The Council of Chalcedon (A.D. 451) adopted the doctrine stated by pope Leo in his letter to Flavianus, (See Leo), viz. in substance, "that in Christ two distinct natures were united in one person, without any change, mixture, or confusion." The Creed of Chalcedon states that "the one Son of God, our Lord Jesus Christ, is of one substance with the Father according to the Godhead, and of one substance with us according to the manhood like to us in all things except sin; one and the same Christ, Son, Lord, Only-begotten, in two natures, without confusion, without conversion, without division, without separation the difference of the natures not being taken away by reason of the unity, but the propriety of each being preserved and joined together to form one person." The creed of the council was not by any means universally received in the East.
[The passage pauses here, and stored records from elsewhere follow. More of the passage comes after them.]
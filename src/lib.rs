/// AR Works - augmented-reality work storage
///
/// Keeps a work's relational rows and its physical media files consistent
/// across create, update and delete.

pub mod config;
pub mod context;
pub mod db;
pub mod error;
pub mod file_store;
pub mod jobs;
pub mod work_store;

pub use error::{WorkError, WorkResult};
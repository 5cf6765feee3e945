/// AR Works - work storage daemon
///
/// Opens the works database and storage root, then runs the background
/// maintenance jobs until interrupted.
use ar_works::{config::AppConfig, context::AppContext, jobs::JobScheduler};
use std::sync::Arc;
use tracing::info;
use tracing_subscriber::{layer::SubscriberExt, util::SubscriberInitExt};

#[tokio::main]
async fn main() -> anyhow::Result<()> {
    let config = AppConfig::from_env()?;

    // Initialize logging
    tracing_subscriber::registry()
        .with(config.logging.env_filter())
        .with(tracing_subscriber::fmt::layer())
        .init();

    print_banner();

    info!(
        "Storage root {:?}, database {:?}",
        config.storage.uploads_directory, config.database.location
    );

    let ctx = Arc::new(AppContext::new(config).await?);

    let scheduler = Arc::new(JobScheduler::new(Arc::clone(&ctx)));
    scheduler.start();

    tokio::signal::ctrl_c().await?;
    info!("Shutting down");

    ctx.db.close().await;
    Ok(())
}

fn print_banner() {
    println!(
        r#"
    _   ___   __    __         _
   /_\ | _ \  \ \  / /__ _ _| |__ ___
  / _ \|   /   \ \/\/ / _ \ '_| / /(_-<
 /_/ \_\_|_\    \_/\_/\___/_| |_\_\/__/

        AR Works storage daemon v{}
        "#,
        env!("CARGO_PKG_VERSION")
    );
}
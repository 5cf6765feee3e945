/// Share Token Issuer
///
/// A share token grants unauthenticated read access to one work. It is
/// generated once, on first need, and never changes afterwards.
use crate::db::{Work, WorkStatus};
use crate::error::{WorkError, WorkResult};
use crate::work_store::{fetch_work, load_details, work_select, WorkDetails};
use rand::Rng;
use sqlx::SqlitePool;
use tracing::{debug, info};

/// Random bytes per token (hex encoded to 64 characters)
pub const SHARE_TOKEN_BYTES: usize = 32;

/// Share token issuer
#[derive(Clone)]
pub struct ShareTokenIssuer {
    db: SqlitePool,
}

impl ShareTokenIssuer {
    pub fn new(db: SqlitePool) -> Self {
        Self { db }
    }

    /// Generate a new high-entropy token
    pub fn generate_token() -> String {
        let bytes: [u8; SHARE_TOKEN_BYTES] = rand::thread_rng().gen();
        hex::encode(bytes)
    }

    /// Return the work's token, creating and persisting one if absent
    pub async fn get_or_create_token(&self, work_id: i64) -> WorkResult<String> {
        let work = fetch_work(&self.db, work_id)
            .await?
            .ok_or_else(|| WorkError::NotFound(format!("Work {} not found", work_id)))?;

        if let Some(token) = work.share_token {
            return Ok(token);
        }

        let token = Self::generate_token();
        let result = sqlx::query("UPDATE works SET share_token = ? WHERE id = ? AND share_token IS NULL")
            .bind(&token)
            .bind(work_id)
            .execute(&self.db)
            .await?;

        if result.rows_affected() == 1 {
            info!("Issued share token for work {}", work_id);
            return Ok(token);
        }

        // Another request issued one first; theirs is the token
        debug!("Share token for work {} was issued concurrently", work_id);
        let stored: Option<String> = sqlx::query_scalar("SELECT share_token FROM works WHERE id = ?")
            .bind(work_id)
            .fetch_optional(&self.db)
            .await?
            .flatten();

        stored.ok_or_else(|| WorkError::NotFound(format!("Work {} not found", work_id)))
    }

    /// Active work behind a share token
    pub async fn find_active(&self, token: &str) -> WorkResult<Work> {
        let work = sqlx::query_as::<_, Work>(work_select!("WHERE share_token = ? AND status = ?"))
            .bind(token)
            .bind(WorkStatus::Active)
            .fetch_optional(&self.db)
            .await?;

        work.ok_or_else(|| WorkError::NotFound("Work not found or not available".to_string()))
    }

    /// Active work behind a share token, with every dependent row
    pub async fn shared_details(&self, token: &str) -> WorkResult<WorkDetails> {
        let work = self.find_active(token).await?;
        load_details(&self.db, work).await
    }
}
But the name Eutychianism gave way to that of Monophysitism. The ecclesiastical organizations adhering to the heresy are commonly known by the names of Jacobites, Armenian Church, Copts, and Abyssinian Church (see the special articles on these churches). For a sketch of the fortunes of the theory known as Eutychianism, (See Monophysites). (See Chalcedon); (See Christology); (See Euttyches); (See Dioscuros); and consult Pearson, On The Creed (Oxford, 1820), 2:179 sq.; Schaff, Ch. History, 1.c.; Waterland, Works (Oxford), 3:115, 411; Hefele, Conciliengeschichte, 2:249 et al.; Baur, Dogmengeschichte, 1:2, 256 sq.; Cunningham, Historical Theology, chapter 10, § 1.